The expected output is every entry, repeated exactly.

Task data:
+++++
//! Scanner Library: stateless per-Context analyzers.
//!
//! Scanners are modeled as an enum of variants rather than `dyn` trait
//! objects — exhaustive matching, no dynamic dispatch, and new scanners
//! are a compile error away from being wired into every `match`.

pub mod ai_review;
pub mod breaking_changes;
pub mod compliance;
pub mod dependency_audit;
pub mod performance;
pub mod secret;

use crate::finding::{Finding, Phase, Severity};
use crate::providers::{AiModelProvider, PackageAuditProvider};
use crate::types::Context;
use std::sync::Arc;

/// One scanner kind. `execute` is the single-pass analysis function; it
/// must never mutate `ctx` and must return within its own bounded time
/// (the registry additionally enforces a hard deadline).
#[derive(Debug, Clone, Copy, PartialEq, Eq, Hash)]
pub enum ScannerKind {
    Secret,
    DependencyAudit,
    BreakingChanges,
    Performance,
    Compliance,
    AiReview,
}

impl ScannerKind {
    pub const ALL: [ScannerKind; 6] = [
        ScannerKind::Secret,
        ScannerKind::DependencyAudit,
        ScannerKind::BreakingChanges,
        ScannerKind::Performance,
        ScannerKind::Compliance,
        ScannerKind::AiReview,
    ];

    pub fn id(self) -> &'static str {
        match self {
            ScannerKind::Secret => "secret_scanner",
            ScannerKind::DependencyAudit => "dependency_audit",
            ScannerKind::BreakingChanges => "breaking_changes",
            ScannerKind::Performance => "performance",
            ScannerKind::Compliance => "compliance",
            ScannerKind::AiReview => "ai_review",
        }
    }

    pub fn name(self) -> &'static str {
        match self {
            ScannerKind::Secret => "Secret Scanner",
            ScannerKind::DependencyAudit => "Dependency Audit",
            ScannerKind::BreakingChanges => "Breaking Changes",
            ScannerKind::Performance => "Performance",
            ScannerKind::Compliance => "Compliance",
            ScannerKind::AiReview => "AI Code Review",
        }
    }

    pub fn description(self) -> &'static str {
        match self {
            ScannerKind::Secret => "Scans proposed content for leaked credentials",
            ScannerKind::DependencyAudit => "Audits dependency manifest changes for known vulnerabilities",
            ScannerKind::BreakingChanges => "Diffs exported surfaces for removed or altered public API",
            ScannerKind::Performance => "Heuristic scan for common performance pitfalls",
            ScannerKind::Compliance => "Pattern scan for regulatory compliance gaps",
            ScannerKind::AiReview => "Delegates a code review pass to an AI model provider",
        }
    }

    pub fn phase(self) -> Phase {
        match self {
            ScannerKind::Secret
            | ScannerKind::DependencyAudit
            | ScannerKind::BreakingChanges
            | ScannerKind::Performance
            | ScannerKind::Compliance
            | ScannerKind::AiReview => Phase::PostExecution,
        }
    }

    pub fn default_severity(self) -> Severity {
        match self {
            ScannerKind::Secret => Severity::Block,
            ScannerKind::DependencyAudit => Severity::Warn,
            ScannerKind::BreakingChanges => Severity::Warn,
            ScannerKind::Performance => Severity::Warn,
            ScannerKind::Compliance => Severity::Warn,
            ScannerKind::AiReview => Severity::Warn,
        }
    }

    pub async fn execute(self, ctx: &Context, providers: &Providers) -> Finding {
        match self {
            ScannerKind::Secret => secret::execute(ctx),
            ScannerKind::DependencyAudit => dependency_audit::execute(ctx, providers.package_audit.as_ref()).await,
            ScannerKind::BreakingChanges => breaking_changes::execute(ctx),
            ScannerKind::Performance => performance::execute(ctx),
            ScannerKind::Compliance => compliance::execute(ctx),
            ScannerKind::AiReview => ai_review::execute(ctx, providers.ai_model.as_ref()).await,
        }
    }
}

/// Handles to the external providers scanners may call into. Cloned cheaply
/// (Arc) and shared across a single Coordinator invocation.
#[derive(Clone)]
pub struct Providers {
    pub package_audit: Arc<dyn PackageAuditProvider>,
    pub ai_model: Arc<dyn AiModelProvider>,
}

/// Paths the Performance and Compliance scanners skip outright: vendored,
/// generated, or minified content produces nothing but pattern-matching
/// noise.
const EXCLUDED_PATH_GLOBS: &[&str] = &[
    "**/vendor/**",
    "**/node_modules/**",
    "**/dist/**",
    "**/*.min.js",
    "**/*.lock",
    "**/*-lock.json",
];

/// Whether `path` matches one of the scanner-wide exclusion globs. Patterns
/// that fail to compile are skipped rather than panicking a scan.
pub fn is_excluded_path(path: &str) -> bool {
    EXCLUDED_PATH_GLOBS.iter().any(|pattern| {
        glob::Pattern::new(pattern).map(|p| p.matches(path)).unwrap_or(false)
    })
}

#[cfg(test)]
mod exclusion_tests {
    use super::is_excluded_path;

    #[test]
    fn excludes_vendor_and_lock_paths() {
        assert!(is_excluded_path("third_party/vendor/lib.js"));
        assert!(is_excluded_path("web/dist/bundle.min.js"));
        assert!(is_excluded_path("yarn.lock"));
    }

    #[test]
    fn keeps_ordinary_source_paths() {
        assert!(!is_excluded_path("src/handlers/user.ts"));
    }
}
+++++
Result of this exercise:
//! Scanner Library: stateless per-Context analyzers.
//!
//! Scanners are modeled as an enum of variants rather than `dyn` trait
//! objects — exhaustive matching, no dynamic dispatch, and new scanners
//! are a compile error away from being wired into every `match`.

pub mod ai_review;
pub mod breaking_changes;
pub mod compliance;
pub mod dependency_audit;
pub mod performance;
pub mod secret;

use crate::finding::{Finding, Phase, Severity};
use crate::providers::{AiModelProvider, PackageAuditProvider};
use crate::types::Context;
use std::sync::Arc;

/// One scanner kind. `execute` is the single-pass analysis function; it
/// must never mutate `ctx` and must return within its own bounded time
/// (the registry additionally enforces a hard deadline).
#[derive(Debug, Clone, Copy, PartialEq, Eq, Hash)]
pub enum ScannerKind {
    Secret,
    DependencyAudit,
    BreakingChanges,
    Performance,
    Compliance,
    AiReview,
}

impl ScannerKind {
    pub const ALL: [ScannerKind; 6] = [
        ScannerKind::Secret,
        ScannerKind::DependencyAudit,
        ScannerKind::BreakingChanges,
        ScannerKind::Performance,
        ScannerKind::Compliance,
        ScannerKind::AiReview,
    ];

    pub fn id(self) -> &'static str {
        match self {
            ScannerKind::Secret => "secret_scanner",
            ScannerKind::DependencyAudit => "dependency_audit",
            ScannerKind::BreakingChanges => "breaking_changes",
            ScannerKind::Performance => "performance",
            ScannerKind::Compliance => "compliance",
            ScannerKind::AiReview => "ai_review",
        }
    }

    pub fn name(self) -> &'static str {
        match self {
            ScannerKind::Secret => "Secret Scanner",
            ScannerKind::DependencyAudit => "Dependency Audit",
            ScannerKind::BreakingChanges => "Breaking Changes",
            ScannerKind::Performance => "Performance",
            ScannerKind::Compliance => "Compliance",
            ScannerKind::AiReview => "AI Code Review",
        }
    }

    pub fn description(self) -> &'static str {
        match self {
            ScannerKind::Secret => "Scans proposed content for leaked credentials",
            ScannerKind::DependencyAudit => "Audits dependency manifest changes for known vulnerabilities",
            ScannerKind::BreakingChanges => "Diffs exported surfaces for removed or altered public API",
            ScannerKind::Performance => "Heuristic scan for common performance pitfalls",
            ScannerKind::Compliance => "Pattern scan for regulatory compliance gaps",
            ScannerKind::AiReview => "Delegates a code review pass to an AI model provider",
        }
    }

    pub fn phase(self) -> Phase {
        match self {
            ScannerKind::Secret
            | ScannerKind::DependencyAudit
            | ScannerKind::BreakingChanges
            | ScannerKind::Performance
            | ScannerKind::Compliance
            | ScannerKind::AiReview => Phase::PostExecution,
        }
    }

    pub fn default_severity(self) -> Severity {
        match self {
            ScannerKind::Secret => Severity::Block,
            ScannerKind::DependencyAudit => Severity::Warn,
            ScannerKind::BreakingChanges => Severity::Warn,
            ScannerKind::Performance => Severity::Warn,
            ScannerKind::Compliance => Severity::Warn,
            ScannerKind::AiReview => Severity::Warn,
        }
    }

    pub async fn execute(self, ctx: &Context, providers: &Providers) -> Finding {
        match self {
            ScannerKind::Secret => secret::execute(ctx),
            ScannerKind::DependencyAudit => dependency_audit::execute(ctx, providers.package_audit.as_ref()).await,
            ScannerKind::BreakingChanges => breaking_changes::execute(ctx),
            ScannerKind::Performance => performance::execute(ctx),
            ScannerKind::Compliance => compliance::execute(ctx),
            ScannerKind::AiReview => ai_review::execute(ctx, providers.ai_model.as_ref()).await,
        }
    }
}

/// Handles to the external providers scanners may call into. Cloned cheaply
/// (Arc) and shared across a single Coordinator invocation.
#[derive(Clone)]
pub struct Providers {
    pub package_audit: Arc<dyn PackageAuditProvider>,
    pub ai_model: Arc<dyn AiModelProvider>,
}

/// Paths the Performance and Compliance scanners skip outright: vendored,
/// generated, or minified content produces nothing but pattern-matching
/// noise.
const EXCLUDED_PATH_GLOBS: &[&str] = &[
    "**/vendor/**",
    "**/node_modules/**",
    "**/dist/**",
    "**/*.min.js",
    "**/*.lock",
    "**/*-lock.json",
];

/// Whether `path` matches one of the scanner-wide exclusion globs. Patterns
/// that fail to compile are skipped rather than panicking a scan.
pub fn is_excluded_path(path: &str) -> bool {
    EXCLUDED_PATH_GLOBS.iter().any(|pattern| {
        glob::Pattern::new(pattern).map(|p| p.matches(path)).unwrap_or(false)
    })
}

#[cfg(test)]
mod exclusion_tests {
    use super::is_excluded_path;

    #[test]
    fn excludes_vendor_and_lock_paths() {
        assert!(is_excluded_path("third_party/vendor/lib.js"));
        assert!(is_excluded_path("web/dist/bundle.min.js"));
        assert!(is_excluded_path("yarn.lock"));
    }

    #[test]
    fn keeps_ordinary_source_paths() {
        assert!(!is_excluded_path("src/handlers/user.ts"));
    }
}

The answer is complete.